Meta has sparked blowback from privacy advocates for allowing its new AI image maker to generate photos of users with public profiles by default.

Users of Meta’s Muse Image AI tool, released Tuesday, can tag public Instagram profiles and generate pictures that pull from faces of people featured in these social media posts. Instagram users aren’t notified when their posts are integrated into what the company describes as its “most advanced image generation model yet”.

The easiest and most comprehensive solution for those worried about their photos being sucked into Muse Image is to switch public Instagram accounts to private.
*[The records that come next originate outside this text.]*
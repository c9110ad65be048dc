pub mod account;
pub mod admin;
pub mod auth;
pub mod catalog;
pub mod deceased;
pub mod graveyard;
pub mod health;
pub mod profile;

use axum::Router;

use crate::state::AppState;

/// Build the `/api/v1` route tree.
///
/// Route hierarchy:
///
/// ```text
/// /auth/signup                         sign up (public)
/// /auth/login                          sign in (public)
/// /auth/refresh                        rotate tokens (public)
/// /auth/logout                         sign out (requires auth)
/// /auth/me                             current identity + profile
///
/// /profile                             get, update
///
/// /graveyards                          list, create
/// /graveyards/{id}                     update, delete
/// /graveyards/{id}/activate            make active (POST)
/// /graveyards/{id}/scene               scene view model
///
/// /deceased                            list (?graveyard_id), create
/// /deceased/{id}                       get, update, delete
/// /deceased/{id}/detail                detail dialog view model
///
/// /catalog/themes                      theme catalog (public)
/// /catalog/tombstone-styles            style picker (public)
///
/// /account                             delete own account (DELETE)
/// /admin/accounts/delete               delete any account (service role)
/// ```
pub fn api_routes() -> Router<AppState> {
    Router::new()
        .nest("/auth", auth::router())
        .nest("/profile", profile::router())
        .nest("/graveyards", graveyard::router())
        .nest("/deceased", deceased::router())
        .nest("/catalog", catalog::router())
        .nest("/account", account::router())
        .nest("/admin", admin::router())
}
“It’s a blunt solution, but it prevents strangers from using your public profile as source material,” notes cybersecurity company Malwarebytes in a 9 July blogpost. But for those who want to keep their account public, there’s a more measured approach, too.

A Meta spokesperson said in a statement to the Guardian that Muse Image has been built “with strong controls and safety guardrails from day one”.

“Private accounts and those belonging to users under 18 are automatically excluded and adult users with public accounts can opt out with easy-to-use controls,” the company said, adding that it would “take action against any content that violates [their] community standards”.

Meta directs Instagram users who want to opt out of having their photos fed into their AI image generator to go to the “sharing and reuse” section of settings, and toggle a button that allows people to reuse your content.

Privacy advocates argue that expecting users to proactively turn off this feature is unfair – and that “finding the setting is its own adventure”, as Malwarebytes writer Danny Bradbury describes.

A blogpost from the privacy-focused company Proton says that “data sharing is turned on by default, the opt-out is buried deep in settings, and public backlash becomes the main way users find out what happened to their content”. They urge users to “watch the toggles closely” because “the on and off states look nearly identical and a glance, and it’s easy to leave one active by mistake”.

While Meta notes that Muse Image users can’t tag accounts belonging to users under the age of 18, and that teens can’t use the feature to tag or reference other accounts, the company has not yet clarified whether children depicted in photos of public accounts belonging to adults could be plugged into prompts. Proton said children depicted in public photos risk having their faces appropriated.

Thorin Klosowski, a senior security and privacy activist at Electronic Frontier Foundation, says: “This is the sort of setting that should absolutely be opt-in for Instagram users.”

“It’s a new use of the photos they’ve been posting publicly for years, and certainly wasn’t on anyone’s mind when they signed up for Instagram years ago,” Klosowski said.

Meta’s press release for Muse Image depicts innocuous uses of the…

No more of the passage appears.